2.5.1. Pre-processing

Each dataset was parsed into single trials. The trials were epoched into 600 ms windows: 100 ms pre and 500 ms post-stimulus onset. Using a MATLAB script, only correct No-go trials were selected for further analyses. These No-go trials were inspected for artefacts such as blinks and heartbeats, and removed on a trial-by-trial basis. The remaining No-go trials (approximately 100 trials for each participant) were then averaged. Grand averages were created across participants, by condition and age group.

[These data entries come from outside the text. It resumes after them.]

//! Band-math formulas.
//!
//! A formula is a scalar expression over the free variables `band1` and
//! `band2`, e.g. `(band2 - band1) / (band2 + band1)` for NDVI. The text is
//! parsed once into an AST over `+ - * / ** ( )`, unary minus and decimal
//! literals; nothing else is accepted, so no user input is ever interpreted
//! at evaluation time.
//!
//! Division by zero evaluates to NaN instead of failing, so the result
//! participates in the NaN-aware time-stack reductions downstream.

use crate::error::EngineError;
use anyhow::Result;
use ndarray::{Array2, Zip};
use std::fmt::{self, Debug};

#[derive(Clone, PartialEq)]
enum Expr {
	Literal(f64),
	Band1,
	Band2,
	Neg(Box<Expr>),
	Add(Box<Expr>, Box<Expr>),
	Sub(Box<Expr>, Box<Expr>),
	Mul(Box<Expr>, Box<Expr>),
	Div(Box<Expr>, Box<Expr>),
	Pow(Box<Expr>, Box<Expr>),
}

impl Expr {
	fn eval(&self, band1: f64, band2: f64) -> f64 {
		match self {
			Expr::Literal(value) => *value,
			Expr::Band1 => band1,
			Expr::Band2 => band2,
			Expr::Neg(inner) => -inner.eval(band1, band2),
			Expr::Add(lhs, rhs) => lhs.eval(band1, band2) + rhs.eval(band1, band2),
			Expr::Sub(lhs, rhs) => lhs.eval(band1, band2) - rhs.eval(band1, band2),
			Expr::Mul(lhs, rhs) => lhs.eval(band1, band2) * rhs.eval(band1, band2),
			Expr::Div(lhs, rhs) => {
				let divisor = rhs.eval(band1, band2);
				if divisor == 0.0 {
					f64::NAN
				} else {
					lhs.eval(band1, band2) / divisor
				}
			}
			Expr::Pow(lhs, rhs) => lhs.eval(band1, band2).powf(rhs.eval(band1, band2)),
		}
	}

	fn uses_band2(&self) -> bool {
		match self {
			Expr::Band2 => true,
			Expr::Literal(_) | Expr::Band1 => false,
			Expr::Neg(inner) => inner.uses_band2(),
			Expr::Add(lhs, rhs) | Expr::Sub(lhs, rhs) | Expr::Mul(lhs, rhs) | Expr::Div(lhs, rhs) | Expr::Pow(lhs, rhs) => {
				lhs.uses_band2() || rhs.uses_band2()
			}
		}
	}
}

/// A parsed, validated band-math expression.
#[derive(Clone)]
pub struct Formula {
	text: String,
	expr: Expr,
}

impl Formula {
	/// Parses the expression, rejecting any construct outside the supported
	/// operator set as a validation error.
	pub fn parse(text: &str) -> Result<Formula> {
		let mut parser = Parser::new(text);
		let expr = parser.parse_expr()?;
		if let Some(token) = parser.peek()? {
			return Err(EngineError::validation(format!(
				"formula '{text}': unexpected '{token}' after the end of the expression"
			)));
		}
		Ok(Formula {
			text: text.to_string(),
			expr,
		})
	}

	pub fn text(&self) -> &str {
		&self.text
	}

	/// True for the identity formula `band1`, which short-circuits to the
	/// raw band array (and keeps multi-band RGB cubes intact).
	pub fn is_identity(&self) -> bool {
		self.expr == Expr::Band1
	}

	pub fn uses_band2(&self) -> bool {
		self.expr.uses_band2()
	}

	/// Evaluates the formula for one pixel.
	pub fn eval(&self, band1: f64, band2: f64) -> f64 {
		self.expr.eval(band1, band2)
	}

	/// Evaluates the formula element-wise over one or two equally shaped
	/// band arrays.
	pub fn apply(&self, band1: &Array2<f64>, band2: Option<&Array2<f64>>) -> Result<Array2<f64>> {
		match band2 {
			Some(band2) => {
				if band1.dim() != band2.dim() {
					return Err(EngineError::validation(format!(
						"band arrays have different shapes: {:?} vs {:?}",
						band1.dim(),
						band2.dim()
					)));
				}
				Ok(Zip::from(band1).and(band2).map_collect(|&a, &b| self.eval(a, b)))
			}
			None => {
				if self.uses_band2() {
					return Err(EngineError::validation(format!(
						"formula '{}' references band2, but no second band was requested",
						self.text
					)));
				}
				Ok(band1.mapv(|a| self.eval(a, f64::NAN)))
			}
		}
	}
}

impl Debug for Formula {
	fn fmt(&self, f: &mut fmt::Formatter<'_>) -> fmt::Result {
		write!(f, "Formula({})", self.text)
	}
}

#[derive(Clone, Debug, PartialEq)]
enum Token {
	Number(f64),
	Band1,
	Band2,
	Plus,
	Minus,
	Star,
	Slash,
	DoubleStar,
	Open,
	Close,
}

impl fmt::Display for Token {
	fn fmt(&self, f: &mut fmt::Formatter<'_>) -> fmt::Result {
		match self {
			Token::Number(value) => write!(f, "{value}"),
			Token::Band1 => write!(f, "band1"),
			Token::Band2 => write!(f, "band2"),
			Token::Plus => write!(f, "+"),
			Token::Minus => write!(f, "-"),
			Token::Star => write!(f, "*"),
			Token::Slash => write!(f, "/"),
			Token::DoubleStar => write!(f, "**"),
			Token::Open => write!(f, "("),
			Token::Close => write!(f, ")"),
		}
	}
}

struct Parser<'a> {
	text: &'a str,
	chars: std::iter::Peekable<std::str::Chars<'a>>,
	lookahead: Option<Token>,
}

impl<'a> Parser<'a> {
	fn new(text: &'a str) -> Parser<'a> {
		Parser {
			text,
			chars: text.chars().peekable(),
			lookahead: None,
		}
	}

	fn reject(&self, msg: impl fmt::Display) -> anyhow::Error {
		EngineError::validation(format!("formula '{}': {msg}", self.text))
	}

	fn next_token(&mut self) -> Result<Option<Token>> {
		while matches!(self.chars.peek(), Some(c) if c.is_whitespace()) {
			self.chars.next();
		}
		let Some(&c) = self.chars.peek() else {
			return Ok(None);
		};

		let token = match c {
			'+' => {
				self.chars.next();
				Token::Plus
			}
			'-' => {
				self.chars.next();
				Token::Minus
			}
			'/' => {
				self.chars.next();
				Token::Slash
			}
			'(' => {
				self.chars.next();
				Token::Open
			}
			')' => {
				self.chars.next();
				Token::Close
			}
			'*' => {
				self.chars.next();
				if self.chars.peek() == Some(&'*') {
					self.chars.next();
					Token::DoubleStar
				} else {
					Token::Star
				}
			}
			'0'..='9' | '.' => {
				let mut literal = String::new();
				while matches!(self.chars.peek(), Some(c) if c.is_ascii_digit() || *c == '.') {
					literal.push(self.chars.next().unwrap());
				}
				let value = literal
					.parse::<f64>()
					.map_err(|_| self.reject(format!("'{literal}' is not a valid number")))?;
				Token::Number(value)
			}
			c if c.is_ascii_alphabetic() || c == '_' => {
				let mut ident = String::new();
				while matches!(self.chars.peek(), Some(c) if c.is_ascii_alphanumeric() || *c == '_') {
					ident.push(self.chars.next().unwrap());
				}
				match ident.as_str() {
					"band1" => Token::Band1,
					"band2" => Token::Band2,
					_ => return Err(self.reject(format!("unknown name '{ident}', only band1 and band2 are allowed"))),
				}
			}
			other => return Err(self.reject(format!("unsupported character '{other}'"))),
		};
		Ok(Some(token))
	}

	fn peek(&mut self) -> Result<Option<Token>> {
		if self.lookahead.is_none() {
			self.lookahead = self.next_token()?;
		}
		Ok(self.lookahead.clone())
	}

	fn advance(&mut self) -> Result<Option<Token>> {
		self.peek()?;
		Ok(self.lookahead.take())
	}

	fn parse_expr(&mut self) -> Result<Expr> {
		let mut lhs = self.parse_term()?;
		loop {
			match self.peek()? {
				Some(Token::Plus) => {
					self.advance()?;
					lhs = Expr::Add(Box::new(lhs), Box::new(self.parse_term()?));
				}
				Some(Token::Minus) => {
					self.advance()?;
					lhs = Expr::Sub(Box::new(lhs), Box::new(self.parse_term()?));
				}
				_ => return Ok(lhs),
			}
		}
	}

	fn parse_term(&mut self) -> Result<Expr> {
		let mut lhs = self.parse_unary()?;
		loop {
			match self.peek()? {
				Some(Token::Star) => {
					self.advance()?;
					lhs = Expr::Mul(Box::new(lhs), Box::new(self.parse_unary()?));
				}
				Some(Token::Slash) => {
					self.advance()?;
					lhs = Expr::Div(Box::new(lhs), Box::new(self.parse_unary()?));
				}
				_ => return Ok(lhs),
			}
		}
	}

	// Unary minus binds looser than `**` on its operand, exponents bind
	// right to left: -band1**2 == -(band1**2), 2**-3 == 2**(-3).
	fn parse_unary(&mut self) -> Result<Expr> {
		if self.peek()? == Some(Token::Minus) {
			self.advance()?;
			return Ok(Expr::Neg(Box::new(self.parse_unary()?)));
		}
		self.parse_power()
	}

	fn parse_power(&mut self) -> Result<Expr> {
		let base = self.parse_atom()?;
		if self.peek()? == Some(Token::DoubleStar) {
			self.advance()?;
			return Ok(Expr::Pow(Box::new(base), Box::new(self.parse_unary()?)));
		}
		Ok(base)
	}

	fn parse_atom(&mut self) -> Result<Expr> {
		match self.advance()? {
			Some(Token::Number(value)) => Ok(Expr::Literal(value)),
			Some(Token::Band1) => Ok(Expr::Band1),
			Some(Token::Band2) => Ok(Expr::Band2),
			Some(Token::Open) => {
				let inner = self.parse_expr()?;
				match self.advance()? {
					Some(Token::Close) => Ok(inner),
					_ => Err(self.reject("missing closing parenthesis")),
				}
			}
			Some(token) => Err(self.reject(format!("unexpected '{token}'"))),
			None => Err(self.reject("expression ends unexpectedly")),
		}
	}
}

#[cfg(test)]
mod tests {
	use super::*;
	use ndarray::array;
	use rstest::rstest;

	#[rstest]
	#[case("band1", 3.0, 0.0, 3.0)]
	#[case("band1 + band2", 3.0, 4.0, 7.0)]
	#[case("band2 - band1", 3.0, 4.0, 1.0)]
	#[case("band1 * band2", 3.0, 4.0, 12.0)]
	#[case("band2 / band1", 3.0, 12.0, 4.0)]
	#[case("band1 ** 2", 3.0, 0.0, 9.0)]
	#[case("2 ** -1", 0.0, 0.0, 0.5)]
	#[case("-band1 ** 2", 3.0, 0.0, -9.0)]
	#[case("(band2 - band1) / (band2 + band1)", 1.0, 3.0, 0.5)]
	#[case("0.5 * (band1 + band2)", 2.0, 4.0, 3.0)]
	#[case("1 - 2 - 3", 0.0, 0.0, -4.0)]
	#[case("2 + 3 * 4", 0.0, 0.0, 14.0)]
	fn evaluates(#[case] text: &str, #[case] band1: f64, #[case] band2: f64, #[case] expected: f64) {
		let formula = Formula::parse(text).unwrap();
		assert_eq!(formula.eval(band1, band2), expected, "{text}");
	}

	#[test]
	fn division_by_zero_is_nan() {
		let formula = Formula::parse("band1 / band2").unwrap();
		assert!(formula.eval(1.0, 0.0).is_nan());
		assert!(formula.eval(0.0, 0.0).is_nan());
	}

	#[rstest]
	#[case("band3")]
	#[case("band1.mean()")]
	#[case("band1[0]")]
	#[case("band1 = 2")]
	#[case("__import__")]
	#[case("band1 +")]
	#[case("(band1")]
	#[case("1..2")]
	#[case("band1 band2")]
	fn rejects_everything_else(#[case] text: &str) {
		let err = Formula::parse(text).unwrap_err();
		assert!(
			matches!(EngineError::of(&err), Some(EngineError::Validation(_))),
			"'{text}' must be rejected as validation error, got: {err}"
		);
	}

	#[test]
	fn identity_detection() {
		assert!(Formula::parse("band1").unwrap().is_identity());
		assert!(Formula::parse(" band1 ").unwrap().is_identity());
		assert!(!Formula::parse("band1 + 0").unwrap().is_identity());
	}

	#[test]
	fn ndvi_on_equal_bands_is_zero() {
		let formula = Formula::parse("(band2 - band1) / (band2 + band1)").unwrap();
		let band = array![[0.2, 0.4], [0.0, 0.8]];
		let result = formula.apply(&band, Some(&band)).unwrap();

		assert_eq!(result[[0, 0]], 0.0);
		assert_eq!(result[[0, 1]], 0.0);
		assert!(result[[1, 0]].is_nan(), "0/0 must be NaN");
		assert_eq!(result[[1, 1]], 0.0);
	}

	#[test]
	fn apply_requires_band2_when_referenced() {
		let formula = Formula::parse("band1 + band2").unwrap();
		let band = array![[1.0]];
		assert!(formula.apply(&band, None).is_err());
	}

	#[test]
	fn apply_rejects_shape_mismatch() {
		let formula = Formula::parse("band1 + band2").unwrap();
		let a = array![[1.0, 2.0]];
		let b = array![[1.0], [2.0]];
		assert!(formula.apply(&a, Some(&b)).is_err());
	}

	#[test]
	fn nan_propagates_through_arithmetic() {
		let formula = Formula::parse("band1 * 2 + band2").unwrap();
		assert!(formula.eval(f64::NAN, 1.0).is_nan());
	}
}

2.5.2. Global field power plots

We calculated the global field power (GFP), which is the root mean squared power across all sensors, for our grand-averaged datasets for each condition and age, to visualise temporal changes in the overall amplitude of the magnetic field. Following our a priori hypothesis of frontal lobe involvement in inhibition, and to better visualise the differences between age groups, we also generated frontal GFP plots, based on the sensors overlaying the frontal lobes (n = 32) plus vertex sensors (n = 3) (see Fig. 2). Based on peak latencies seen in these GFP plots, as well as our ERP-based hypothesis of activity after 200 ms, we focused on the 200–400 ms time range.

Fig. 2.

Fig. 2

Grand-average global field power (GFP) plots from frontal electrodes for inhibition (solid black line) and control (dotted grey line) conditions in (a) adults and (b) adolescents.

2.5.3. Vector beamforming

While GFPs were used to visualise activity in the frontal lobes, all subsequent analyses were conducted over the whole head. For source localisation, we used a vector beamformer (SPF) developed in-house (Quraan and Cheyne, 2010), as vector beamforming can identify activity in deep frontal sources as well as mesial temporal and limbic structures (Quraan et al., 2011, Hung et al., 2012, Hung et al., 2013). Multisphere headmodels were created based on initial fiducial positions that had been registered to the T1 anatomical image (Lalancette et al., 2011). Data were bandpass filtered from 0.5 to 30 Hz and beamformer images computed using mean power integrated over 50 ms non-overlapping time intervals, starting from 200 to 400 ms, for each condition and cohort. Images had a spatial resolution of 5 mm and were normalised to a template using SPM2. The 3-D images for the control condition (67% No-go) were subtracted from the images in the inhibition condition (33% No-go) to partially remove the visual activity that occurs in visual tasks, as well as improve the source localisation of more subtle brain activity as seen in the frontal lobes (Mills et al., 2012, Quraan et al., 2011).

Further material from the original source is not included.